Roger Highfield, The Telegraph 5 Jun 08;
A call for a "new and greener" revolution to prevent half of the world's food from being lost before it even reaches the plate has been made by the Prime Minister's chief scientist.
The early Green Revolution refers to the transformation of agriculture that began in the 1940s in the developing world, and led to the spectacular increases in cereal crop yields in developing countries during the 1960s, through better seed quality, pesticides and irrigation.
"We have got to look for something new and different in what I call the new and greener revolution," says Prof John Beddington, Chief Scientific Adviser, speaking at the Cheltenham Science Festival today, sponsored by The Daily Telegraph.
Food yields have not increased for around two decades, while there has been a significant rise in the world's population - expected to reach 9 billion by 2050. As a result, there have been "enormous increases in prices in the last year or so."
But the degree of food wastage is mind boggling. He points out that the world loses around 40 per cent of its key crops due to pest and disease: for maize, the figure is around 30 per cent; 37 per cent in the case of rice; and when it comes to potatoes, the figure is around 40 per cent.
After harvest, another 40 per cent of cereal crops is lost, he adds. In the case of wheat, for example, around 26 per cent never gets to be eaten.
If the world could stop the current crop loses that take place before food reaches the plate, it could double the global food supply in very rough terms. "You could make a major difference, though to be honest I have not calculated it," he says.
Because of greenhouse gas emissions and the climate change agenda, "we have to look for something different in the new revolution," he says. And that uses significantly less water.
By a second revolution he means the prudent use of pesticides, fertilisers and irrigation. The new revolution should also focus on making hardier crops. "There are cunning ways to get around that," he says, referring to how one crop can be planted to help protect another one nearby from pests and weeds.
Agriculture should also focus on new ways to store crops to stop spoilage. "These are the areas where the solutions are," says Prof Beddington.

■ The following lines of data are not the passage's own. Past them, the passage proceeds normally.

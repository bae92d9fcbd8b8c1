//! Store-backed aggregation
//!
//! A missing user or device is reported as `Ok(None)`; an existing device
//! with no samples in range yields the empty summary.

use serde::{Deserialize, Serialize};
use stats_engine::{aggregate, Sample, Summary};
use storage::{Device, DeviceStat, Repository, StorageError, TimeWindow};
use tracing::debug;

/// Wire form of a [`Summary`]; min, max and median are `null` when there is no data
#[derive(Debug, Clone, Copy, PartialEq, Serialize, Deserialize)]
pub struct AnalysisResults {
    pub min_value: Option<f64>,
    pub max_value: Option<f64>,
    pub total_count: usize,
    pub total_sum: f64,
    pub median: Option<f64>,
}

impl From<Summary> for AnalysisResults {
    fn from(summary: Summary) -> Self {
        Self {
            min_value: summary.min(),
            max_value: summary.max(),
            total_count: summary.total_count,
            total_sum: summary.total_sum,
            median: summary.median,
        }
    }
}

/// Per-device entry of the user and fleet reports
#[derive(Debug, Clone, PartialEq, Serialize, Deserialize)]
pub struct DeviceAnalysis {
    pub device_id: i64,
    pub device_name: String,
    pub analysis_results: AnalysisResults,
}

fn to_samples(stats: &[DeviceStat]) -> impl Iterator<Item = Sample> + '_ {
    stats.iter().map(|s| Sample::new(s.x, s.y, s.z))
}

async fn summarize(
    repository: &Repository,
    device_id: i64,
    window: TimeWindow,
) -> Result<Summary, StorageError> {
    let stats = repository.list_stats_for_device(device_id, window).await?;
    let summary = aggregate(to_samples(&stats));
    debug!(device_id, samples = summary.total_count, "Summarized device");
    Ok(summary)
}

async fn analyze_devices(
    repository: &Repository,
    devices: Vec<Device>,
) -> Result<Vec<DeviceAnalysis>, StorageError> {
    let mut results = Vec::with_capacity(devices.len());
    for device in devices {
        let summary = summarize(repository, device.id, TimeWindow::unbounded()).await?;
        results.push(DeviceAnalysis {
            device_id: device.id,
            device_name: device.name,
            analysis_results: summary.into(),
        });
    }
    Ok(results)
}

/// Summary of one device's samples inside `window` (bounds inclusive)
pub async fn aggregate_over_window(
    repository: &Repository,
    device_id: i64,
    window: TimeWindow,
) -> Result<Option<Summary>, StorageError> {
    if repository.get_device(device_id).await?.is_none() {
        return Ok(None);
    }
    summarize(repository, device_id, window).await.map(Some)
}

/// All-time summary of every device the user owns
pub async fn aggregate_for_user(
    repository: &Repository,
    user_id: i64,
) -> Result<Option<Vec<DeviceAnalysis>>, StorageError> {
    if repository.get_user(user_id).await?.is_none() {
        return Ok(None);
    }
    let devices = repository.list_devices_for_user(user_id).await?;
    analyze_devices(repository, devices).await.map(Some)
}

/// All-time summary of one device, only if `user_id` owns it
pub async fn aggregate_for_user_device(
    repository: &Repository,
    user_id: i64,
    device_id: i64,
) -> Result<Option<Summary>, StorageError> {
    if repository.get_user(user_id).await?.is_none() {
        return Ok(None);
    }
    if repository
        .get_device_for_user(user_id, device_id)
        .await?
        .is_none()
    {
        return Ok(None);
    }
    summarize(repository, device_id, TimeWindow::unbounded())
        .await
        .map(Some)
}

/// All-time summary of every device in the store
pub async fn aggregate_for_all_devices(
    repository: &Repository,
) -> Result<Vec<DeviceAnalysis>, StorageError> {
    let devices = repository.list_all_devices().await?;
    analyze_devices(repository, devices).await
}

Regarding genetically altered crops, he says that it is not "a silver bullet" when it comes to crop protection. "It can solve some problems", he says, such as helping plants to be more drought tolerant. But there are alternatives. "Crop improvement is possible using conventional breeding."

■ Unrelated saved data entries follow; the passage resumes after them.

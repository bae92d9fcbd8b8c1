//! SQLite schema

pub const CREATE_USERS_TABLE: &str = r#"
CREATE TABLE IF NOT EXISTS users (
    id INTEGER PRIMARY KEY AUTOINCREMENT,
    username TEXT NOT NULL UNIQUE
)
"#;

pub const CREATE_DEVICES_TABLE: &str = r#"
CREATE TABLE IF NOT EXISTS devices (
    id INTEGER PRIMARY KEY AUTOINCREMENT,
    name TEXT NOT NULL UNIQUE,
    user_id INTEGER NOT NULL REFERENCES users(id)
)
"#;

pub const CREATE_DEVICE_STATS_TABLE: &str = r#"
CREATE TABLE IF NOT EXISTS device_stats (
    id INTEGER PRIMARY KEY AUTOINCREMENT,
    device_id INTEGER NOT NULL REFERENCES devices(id),
    x REAL NOT NULL,
    y REAL NOT NULL,
    z REAL NOT NULL,
    timestamp_ns INTEGER NOT NULL
)
"#;

pub const CREATE_INDEX_DEVICES_USER: &str =
    "CREATE INDEX IF NOT EXISTS idx_devices_user_id ON devices(user_id)";

pub const CREATE_INDEX_STATS_DEVICE_TS: &str =
    "CREATE INDEX IF NOT EXISTS idx_device_stats_device_ts ON device_stats(device_id, timestamp_ns)";

/// Statements run in order by `Repository::migrate`
pub const ALL: [&str; 5] = [
    CREATE_USERS_TABLE,
    CREATE_DEVICES_TABLE,
    CREATE_DEVICE_STATS_TABLE,
    CREATE_INDEX_DEVICES_USER,
    CREATE_INDEX_STATS_DEVICE_TS,
];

Global agriculture is under pressure from many factors - increasing energy prices, a shift to non food crops, climate change, water supply issues and alleviating poverty. By 2030, two thirds of the world will be living in cities, and these urban sprawls will compete with local agriculture for ever scarcer water supplies.

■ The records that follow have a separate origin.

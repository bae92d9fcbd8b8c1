//! Device Routes

use axum::extract::State;
use axum::http::StatusCode;
use serde::Deserialize;
use storage::Device;

use crate::error::ApiError;
use crate::extract::{Json, Path, Query};
use crate::observability::DEVICES_CREATED;
use crate::SharedState;

/// Pagination for the device listing
#[derive(Debug, Deserialize)]
pub struct DeviceListQuery {
    #[serde(default)]
    pub skip: i64,
    #[serde(default = "default_limit")]
    pub limit: i64,
}

fn default_limit() -> i64 {
    100
}

#[derive(Debug, Deserialize)]
pub struct CreateDeviceRequest {
    pub name: String,
    pub user_id: i64,
}

#[derive(Debug, Deserialize)]
pub struct UpdateDeviceRequest {
    pub name: String,
}

pub async fn create_device(
    State(state): State<SharedState>,
    Json(request): Json<CreateDeviceRequest>,
) -> Result<(StatusCode, Json<Device>), ApiError> {
    let device = state
        .repository
        .create_device(&request.name, request.user_id)
        .await?;
    metrics::counter!(DEVICES_CREATED).increment(1);
    Ok((StatusCode::CREATED, Json(device)))
}

pub async fn list_devices(
    State(state): State<SharedState>,
    Query(params): Query<DeviceListQuery>,
) -> Result<Json<Vec<Device>>, ApiError> {
    let limit = params.limit.clamp(0, 1000);
    Ok(Json(state.repository.list_devices(params.skip, limit).await?))
}

pub async fn get_device(
    State(state): State<SharedState>,
    Path(device_id): Path<i64>,
) -> Result<Json<Device>, ApiError> {
    state
        .repository
        .get_device(device_id)
        .await?
        .map(Json)
        .ok_or_else(|| ApiError::not_found("Device", device_id))
}

pub async fn update_device(
    State(state): State<SharedState>,
    Path(device_id): Path<i64>,
    Json(request): Json<UpdateDeviceRequest>,
) -> Result<Json<Device>, ApiError> {
    state
        .repository
        .update_device(device_id, &request.name)
        .await?
        .map(Json)
        .ok_or_else(|| ApiError::not_found("Device", device_id))
}

pub async fn delete_device(
    State(state): State<SharedState>,
    Path(device_id): Path<i64>,
) -> Result<Json<Device>, ApiError> {
    state
        .repository
        .delete_device(device_id)
        .await?
        .map(Json)
        .ok_or_else(|| ApiError::not_found("Device", device_id))
}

Another factor is the rise of the middle classes, since they leave a much bigger footprint on the planet's resources, as they demand high-value agricultural products and processed food compared with the desperately poor.
The strain is already showing in the food supply, which is at an all time low. Since 2005, world agricultural production has started to lag behind population growth and the resulting rise in demand for energy, and as the middle classes change their diet from pulses and grains to more meat, will put huge pressure on irrigation and agriculture.